On Monday the Supreme Court vacated an appellate court's decision from October which permitted an undocumented minor held in federal custody to an obtain an abortion.
This move by the court means there will no longer be a precedent should a similar case arise.
The June 4 order in Azar v. Garza was unanimous, though the initial case had been rendered moot as the minor had already had an abortion. The Supreme Court took up the case in January.
The minor in question, identified only as “Jane Doe,” obtained an abortion Oct. 25, 2017, after an appeals court ruled that the government had to provide her with one. Doe was from Central America, and was arrested after illegally crossing the U.S. border. She learned she was pregnant after she was in custody. Doe is now 18 years old and is no longer in federal custody. She was represented in court by the American Civil Liberties Union.
The Trump administration argued that it was not the role of the government to assist with an undocumented minor’s abortion. In an appeal filed last year, Solicitor General Noel Francisco wrote that the government is “not obligated to facilitate abortion,” and that “the government acts permissibly when it does not place an undue burden in a women’s path.”
While the ruling did not go as far as some pro-life activists would have preferred, they were still pleased with the decision.
Charlotte Lozier Institute President Chuck Donovan told CNA that although the court did not determine whether the federal government must assist undocumented minors with abortions, he felt it was a setback for those in favor of abortion rights.
“The Supreme Court’s ruling in this case doesn’t answer the fundamental question — does the federal government have an obligation to help an undocumented teen abort her unborn child — but it does deny the ACLU a major victory in their drive to promote abortion on demand,” he said.
"Solicitor General Noel Francisco and the Trump Administration deserve the greatest thanks for waging this fight and helping our nation honor the right to life of every human being, born and unborn, who reaches our shores,” Donovan stated.
Kerri Kupec, Justice Department spokeswoman, welcomed the court's decision. “The Supreme Court has repeatedly made clear that the federal government is not required to facilitate abortions for minors and may choose policies favoring life over abortion.
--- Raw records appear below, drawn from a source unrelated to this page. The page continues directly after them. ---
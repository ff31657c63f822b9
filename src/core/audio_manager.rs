use anyhow::{anyhow, Context, Result};
use rodio::{Decoder, OutputStream, OutputStreamHandle, Sink, Source};
use std::fs::File;
use std::io::BufReader;
use std::path::{Path, PathBuf};
use std::time::Duration;

/// What the player needs from an audio track to keep it in step with video.
pub trait AudioTrack {
    fn start(&mut self) -> Result<()>;
    fn pause(&mut self);
    fn resume(&mut self);
    /// Restart the track at `position` seconds.
    fn seek_to(&mut self, position: f64) -> Result<()>;
    fn stop(&mut self);
}

/// Plays the extracted `audio.wav` on the default output device.
///
/// The output stream must stay alive for as long as anything plays, so it
/// is kept here next to the sink.
pub struct AudioManager {
    _stream: OutputStream,
    handle: OutputStreamHandle,
    sink: Option<Sink>,
    path: PathBuf,
    paused: bool,
}

impl AudioManager {
    pub fn open(path: &Path) -> Result<Self> {
        let (stream, handle) =
            OutputStream::try_default().map_err(|e| anyhow!("no audio output device: {}", e))?;
        // Fail here rather than mid-playback if the file is unusable
        open_decoder(path)?;
        log::info!("audio ready: {}", path.display());
        Ok(Self {
            _stream: stream,
            handle,
            sink: None,
            path: path.to_path_buf(),
            paused: false,
        })
    }

    fn play_from(&mut self, position: Duration) -> Result<()> {
        if let Some(old) = self.sink.take() {
            old.stop();
        }
        let sink = Sink::try_new(&self.handle).map_err(|e| anyhow!("failed to create audio sink: {}", e))?;
        sink.append(open_decoder(&self.path)?.skip_duration(position));
        if self.paused {
            sink.pause();
        }
        self.sink = Some(sink);
        Ok(())
    }
}

fn open_decoder(path: &Path) -> Result<Decoder<BufReader<File>>> {
    let file = File::open(path).with_context(|| format!("failed to open {}", path.display()))?;
    Decoder::new(BufReader::new(file)).map_err(|e| anyhow!("failed to decode {}: {}", path.display(), e))
}

impl AudioTrack for AudioManager {
    fn start(&mut self) -> Result<()> {
        self.paused = false;
        self.play_from(Duration::ZERO)
    }

    fn pause(&mut self) {
        self.paused = true;
        if let Some(sink) = &self.sink {
            sink.pause();
        }
    }

    fn resume(&mut self) {
        self.paused = false;
        if let Some(sink) = &self.sink {
            sink.play();
        }
    }

    fn seek_to(&mut self, position: f64) -> Result<()> {
        log::debug!("audio seek to {:.2}s", position);
        self.play_from(Duration::from_secs_f64(position.max(0.0)))
    }

    fn stop(&mut self) {
        if let Some(sink) = self.sink.take() {
            sink.stop();
        }
    }
}

impl Drop for AudioManager {
    fn drop(&mut self) {
        self.stop();
    }
}

#[cfg(test)]
mod tests {
    use super::*;

    #[test]
    fn test_open_missing_file_fails() {
        // Either the device or the file check fails; neither may panic
        let dir = tempfile::tempdir().unwrap();
        assert!(AudioManager::open(&dir.path().join("audio.wav")).is_err());
    }
}
use anyhow::{Context, Result};
use serde::Serialize;

/// Terminal grid in character cells, plus the pixel area it offers the
/// half-block renderer (two pixel rows per character row).
#[derive(Clone, Copy, Debug, PartialEq, Eq, Serialize)]
pub struct GridSize {
    pub columns: u16,
    pub rows: u16,
    pub raw_columns: u16,
    pub raw_rows: u16,
}

impl GridSize {
    /// Pixels available for a frame. The info bar takes one character row.
    pub fn pixel_area(&self, info_bar: bool) -> (u32, u32) {
        let rows = if info_bar { self.rows.saturating_sub(1) } else { self.rows };
        (self.columns.max(1) as u32, (rows.max(1) as u32) * 2)
    }
}

/// Some terminals report their size in pixels. With the character cell
/// size known (`CHAR_WIDTH`/`CHAR_HEIGHT`), an implausibly large report is
/// converted back to cells.
pub fn normalize_terminal_size(raw_cols: u16, raw_rows: u16, char_dims: Option<(u16, u16)>) -> (u16, u16) {
    if let Some((cw, ch)) = char_dims {
        if cw > 0 && ch > 0 && raw_cols >= cw.saturating_mul(32) && raw_rows >= ch.saturating_mul(16) {
            return (raw_cols / cw, raw_rows / ch);
        }
    }
    (raw_cols, raw_rows)
}

fn char_dims_from_env() -> Option<(u16, u16)> {
    let width = std::env::var("CHAR_WIDTH").ok()?.parse::<u16>().ok()?;
    let height = std::env::var("CHAR_HEIGHT").ok()?.parse::<u16>().ok()?;
    Some((width, height))
}

pub fn grid_size() -> Result<GridSize> {
    let (raw_columns, raw_rows) = crossterm::terminal::size().context("failed to read terminal size")?;
    let (columns, rows) = normalize_terminal_size(raw_columns, raw_rows, char_dims_from_env());
    Ok(GridSize {
        columns,
        rows,
        raw_columns,
        raw_rows,
    })
}
use rayon::prelude::*;

use super::pixel::{FrameBuffer, Pixel};

/// Samples per axis taken for each output pixel. 1 = nearest neighbour.
pub const DEFAULT_SAMPLES: u32 = 5;

/// Output size asked for on the command line. `None` means "fit the window".
#[derive(Clone, Copy, Debug, Default, PartialEq, Eq)]
pub struct Requested {
    pub width: Option<u32>,
    pub height: Option<u32>,
}

/// Zoom factors that fit a `source` sized picture into the target.
///
/// - nothing requested: largest uniform zoom that fits the window
/// - one side requested: uniform zoom derived from that side
/// - both requested: independent X/Y zoom (aspect ratio is not preserved)
pub fn get_zoom(requested: Requested, window: (u32, u32), source: (u32, u32)) -> (f32, f32) {
    let (src_w, src_h) = (source.0.max(1) as f32, source.1.max(1) as f32);

    match (requested.width, requested.height) {
        (None, None) => {
            let zoom = (window.0 as f32 / src_w).min(window.1 as f32 / src_h);
            (zoom, zoom)
        }
        (Some(w), None) => {
            let zoom = w as f32 / src_w;
            (zoom, zoom)
        }
        (None, Some(h)) => {
            let zoom = h as f32 / src_h;
            (zoom, zoom)
        }
        (Some(w), Some(h)) => (w as f32 / src_w, h as f32 / src_h),
    }
}

/// Output size `scale` produces for the given zoom. Never zero.
pub fn scaled_dimensions(source: (u32, u32), zoom_x: f32, zoom_y: f32) -> (u32, u32) {
    let w = (source.0 as f32 * zoom_x).floor() as u32;
    let h = (source.1 as f32 * zoom_y).floor() as u32;
    (w.max(1), h.max(1))
}

/// Box-filter resample.
///
/// Each output pixel averages a `samples x samples` grid of points spread
/// evenly over the matching source rectangle. Sample coordinates are clamped
/// to the source bounds. Upscaling degenerates into averaging duplicated samples.
pub fn scale(source: &FrameBuffer, zoom_x: f32, zoom_y: f32, samples: u32) -> FrameBuffer {
    assert!(zoom_x > 0.0 && zoom_y > 0.0, "zoom must be positive ({}, {})", zoom_x, zoom_y);

    let samples = samples.max(1);
    let (out_w, out_h) = scaled_dimensions(source.dimensions(), zoom_x, zoom_y);

    let pixel_w = 1.0 / zoom_x as f64;
    let pixel_h = 1.0 / zoom_y as f64;

    let mut out = FrameBuffer::new(out_w, out_h);

    out.pixels_mut()
        .par_chunks_mut(out_w as usize)
        .enumerate()
        .for_each(|(row, line)| {
            for (col, pixel) in line.iter_mut().enumerate() {
                *pixel = sample_area(
                    source,
                    row as f64 * pixel_h,
                    col as f64 * pixel_w,
                    pixel_h,
                    pixel_w,
                    samples,
                );
                debug_assert!(!pixel.is_sentinel());
            }
        });

    out
}

#[inline(always)]
fn sample_area(
    source: &FrameBuffer,
    top: f64,
    left: f64,
    pixel_h: f64,
    pixel_w: f64,
    samples: u32,
) -> Pixel {
    let max_row = (source.height() - 1) as f64;
    let max_col = (source.width() - 1) as f64;
    let step_y = pixel_h / samples as f64;
    let step_x = pixel_w / samples as f64;

    let (mut r, mut g, mut b) = (0i64, 0i64, 0i64);
    for k in 0..samples {
        let y = (top + k as f64 * step_y).floor().clamp(0.0, max_row) as u32;
        for l in 0..samples {
            let x = (left + l as f64 * step_x).floor().clamp(0.0, max_col) as u32;
            let p = source.get(y, x);
            r += p.r as i64;
            g += p.g as i64;
            b += p.b as i64;
        }
    }

    let count = (samples * samples) as i64;
    let (r, g, b) = (r / count, g / count, b / count);

    // Out of range here is a sampling bug, not bad input.
    assert!(
        (0..=255).contains(&r) && (0..=255).contains(&g) && (0..=255).contains(&b),
        "invalid color value ({}, {}, {}) @({}, {})",
        r,
        g,
        b,
        left,
        top
    );

    Pixel {
        r: r as i16,
        g: g as i16,
        b: b as i16,
    }
}

#[cfg(test)]
mod tests {
    use super::*;

    fn gradient(width: u32, height: u32) -> FrameBuffer {
        let mut frame = FrameBuffer::new(width, height);
        for row in 0..height {
            for col in 0..width {
                let r = (col * 255 / width.max(1)) as u8;
                let g = (row * 255 / height.max(1)) as u8;
                frame.set(row, col, Pixel::rgb(r, g, 255 - r));
            }
        }
        frame
    }

    #[test]
    fn test_output_dimensions_and_range() {
        let source = gradient(37, 23);
        for &(zx, zy) in &[(0.25f32, 0.5f32), (1.0, 1.0), (0.3, 2.0), (5.0, 5.0), (1.7, 0.9)] {
            let out = scale(&source, zx, zy, DEFAULT_SAMPLES);
            assert_eq!(out.width(), (37.0 * zx).floor() as u32);
            assert_eq!(out.height(), (23.0 * zy).floor() as u32);
            for p in out.pixels() {
                for c in [p.r, p.g, p.b] {
                    assert!((0..=255).contains(&c));
                }
            }
        }
    }

    #[test]
    fn test_identity_zoom_preserves_pixels() {
        let source = gradient(8, 6);
        let out = scale(&source, 1.0, 1.0, DEFAULT_SAMPLES);
        assert_eq!(out, source);
    }

    #[test]
    fn test_downscale_averages_block() {
        // 2x2 checker of black and white collapses to mid grey
        let mut source = FrameBuffer::new(2, 2);
        source.set(0, 0, Pixel::rgb(255, 255, 255));
        source.set(1, 1, Pixel::rgb(255, 255, 255));

        let out = scale(&source, 0.5, 0.5, 2);
        assert_eq!(out.dimensions(), (1, 1));
        assert_eq!(out.get(0, 0), Pixel::rgb(127, 127, 127));
    }

    #[test]
    fn test_nearest_neighbour_with_one_sample() {
        let source = gradient(4, 4);
        let out = scale(&source, 0.5, 0.5, 1);
        assert_eq!(out.get(1, 1), source.get(2, 2));
    }

    #[test]
    fn test_upscale_duplicates() {
        let mut source = FrameBuffer::new(2, 1);
        source.set(0, 0, Pixel::rgb(10, 20, 30));
        source.set(0, 1, Pixel::rgb(200, 100, 0));

        let out = scale(&source, 2.0, 2.0, DEFAULT_SAMPLES);
        assert_eq!(out.dimensions(), (4, 2));
        assert_eq!(out.get(0, 0), Pixel::rgb(10, 20, 30));
        assert_eq!(out.get(1, 1), Pixel::rgb(10, 20, 30));
        assert_eq!(out.get(0, 2), Pixel::rgb(200, 100, 0));
        assert_eq!(out.get(1, 3), Pixel::rgb(200, 100, 0));
    }

    #[test]
    fn test_tiny_zoom_never_empty() {
        let out = scale(&gradient(3, 3), 0.1, 0.1, DEFAULT_SAMPLES);
        assert_eq!(out.dimensions(), (1, 1));
    }

    #[test]
    fn test_get_zoom_fits_window() {
        let (zx, zy) = get_zoom(Requested::default(), (80, 48), (160, 48));
        assert_eq!((zx, zy), (0.5, 0.5));

        let (zx, zy) = get_zoom(Requested::default(), (80, 48), (40, 96));
        assert_eq!((zx, zy), (0.5, 0.5));
    }

    #[test]
    fn test_get_zoom_single_side_keeps_aspect() {
        let req = Requested { width: Some(50), height: None };
        assert_eq!(get_zoom(req, (80, 48), (100, 10)), (0.5, 0.5));

        let req = Requested { width: None, height: Some(20) };
        assert_eq!(get_zoom(req, (80, 48), (100, 10)), (2.0, 2.0));
    }

    #[test]
    fn test_get_zoom_both_sides_independent() {
        let req = Requested { width: Some(50), height: Some(20) };
        assert_eq!(get_zoom(req, (80, 48), (100, 10)), (0.5, 2.0));
    }
}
We look forward to continuing to press the government’s interest in the sanctity of life.”
The Supreme Court's decision detailed the timeline of the case.
The appellate court ruled Oct. 24, 2017 that the government make Doe available to obtain the counseling required by Texas law and to obtain an abortion. Texas requires pre-abortion counseling with the same doctor who will perform the abortion to take place at least 24 hours in advance of the procedure.
Doe's representatives scheduled an appointment for her, and arranged for her to be transported to the clinic Oct. 25 at 7:30 a.m.
The government planned to ask the Supreme Court for emergency review of the appellate court's ruling, and said it would file a stay application early in the morning of Oct. 25, believing an abortion would not take place until Oct. 26.
“The details are disputed, but sometime over the course of the night both the time and nature of the appointment were changed,” wrote the Supreme Court.
A doctor who had performed counseling for Doe earlier was available to perform an abortion, and her 7:30 a.m. appointment was moved forward to 4:15 a.m.
The government was informed at 10 a.m. Oct. 25 that Doe had procured an abortion that morning.
The Supreme Court declined to discipline Doe's lawyers, whom the Trump administration alleged had committed misconduct, making “what appear to be material misrepresentations and omissions … designed to thwart this Court's review.”
“Not all communication breakdowns constitute misconduct,” the court wrote.